For Amrit, new menu items have always been taste-tested at home. “My family [and] my customers” eat the same food, he says. We’re glad that Angel (his daughter) not only eats her vegetables but has a taste for goat and chicken, too. When Angel (the restaurant) ultimately reopened, the bill of fare incorporated meat; customer opinion came down two-to-one in favor of this change, Chef Amrit tells us. We included Angel on our list of Queens Best Bites in 2022, so there should be no question on where we stand.

During our most recent visit we ordered something from both sides of the menu. Chef Amrit’s paneer tikka features squares of house-made cheese that have been marinated with yogurt, garlic and ginger, then skewered and cooked in a tandoor and finished on the stovetop.  His version of tawa kaleji reanimates chicken livers with chili powder and ginger in a frying pan – this was the dish responsible for the most prominent leaping flames – and offers them with a pair of toasted bread rolls called pav (pronounced “pow”).

We probably would have asked for another pair of pav, to swab up surplus liquid from the fried livers, if we weren’t also focused on dessert: suji ka halwa, a granular, nut-laced semolina pudding. This was a dish, Chef Amrit recalls, that his mother always made during the winter back home.
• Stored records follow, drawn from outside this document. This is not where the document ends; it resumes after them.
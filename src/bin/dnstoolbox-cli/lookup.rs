use std::time::Duration;

use anyhow::{Result, bail};
use dnstoolbox_lib::{RecordType, ResolverPanel, query_record_with_timeout};

#[cfg_attr(feature = "with-serde", derive(serde::Serialize))]
#[derive(Debug, Clone)]
pub struct LookupRow {
    pub resolver: String,
    #[cfg_attr(feature = "with-serde", serde(skip_serializing_if = "Option::is_none"))]
    pub values: Option<Vec<String>>,
    #[cfg_attr(feature = "with-serde", serde(skip_serializing_if = "Option::is_none"))]
    pub error: Option<String>,
}

#[cfg_attr(feature = "with-serde", derive(serde::Serialize))]
#[derive(Debug, Clone)]
pub struct LookupSummary {
    pub domain: String,
    pub record_type: String,
    pub rows: Vec<LookupRow>,
}

impl LookupSummary {
    pub fn human_lines(&self) -> Vec<String> {
        let mut lines = vec![format!("{} {}", self.record_type, self.domain)];
        for row in &self.rows {
            let line = match (&row.values, &row.error) {
                (Some(values), _) => format!("  {}: {}", row.resolver, values.join(", ")),
                (None, Some(error)) => format!("  {}: error: {error}", row.resolver),
                (None, None) => format!("  {}: unknown", row.resolver),
            };
            lines.push(line);
        }
        lines
    }

    pub fn any_failures(&self) -> bool {
        self.rows.iter().any(|row| row.error.is_some())
    }
}

pub fn run(
    domain: &str,
    rtype_name: &str,
    resolver_filter: Option<&str>,
    timeout: Duration,
) -> Result<LookupSummary> {
    let Some(rtype) = RecordType::from_name(rtype_name) else {
        bail!("unknown --type '{rtype_name}', use: A|AAAA|CNAME|MX|NS|TXT");
    };

    let panel = ResolverPanel::default();
    let endpoints = match resolver_filter {
        Some(name) => match panel.find(name) {
            Some(endpoint) => vec![endpoint.clone()],
            None => bail!(
                "unknown --resolver '{name}', use: {}",
                panel.names().join("|")
            ),
        },
        None => panel.endpoints().to_vec(),
    };

    let rows = endpoints
        .iter()
        .map(|endpoint| {
            match query_record_with_timeout(domain, endpoint, rtype, timeout) {
                Ok(values) => LookupRow {
                    resolver: endpoint.name.clone(),
                    values: Some(values),
                    error: None,
                },
                Err(err) => LookupRow {
                    resolver: endpoint.name.clone(),
                    values: None,
                    error: Some(err.to_string()),
                },
            }
        })
        .collect();

    Ok(LookupSummary {
        domain: domain.trim().to_string(),
        record_type: rtype.as_str().to_string(),
        rows,
    })
}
Things are returning to normal “slowly, slowly,” Chef Amrit adds. The restaurant is bustling only on evenings and weekends. Even so, six days a week he arrives at 9:00 am for prep work, stays until he closes his doors at 10:00 pm (or earlier, sometimes, if there’s no business), then drives to Staten Island, arriving home by midnight.

Inspectors for the prestigious Michelin guide have already judged his restaurant worthy of a “Bib Gourmand,” one that offers good food and good value. It’s a rare New York-based Indian restaurant to hold that distinction today. A Michelin star is my dream, Chef Amrit tells us. For a restaurant that might earn a star in years to come, what name is more fitting than Angel?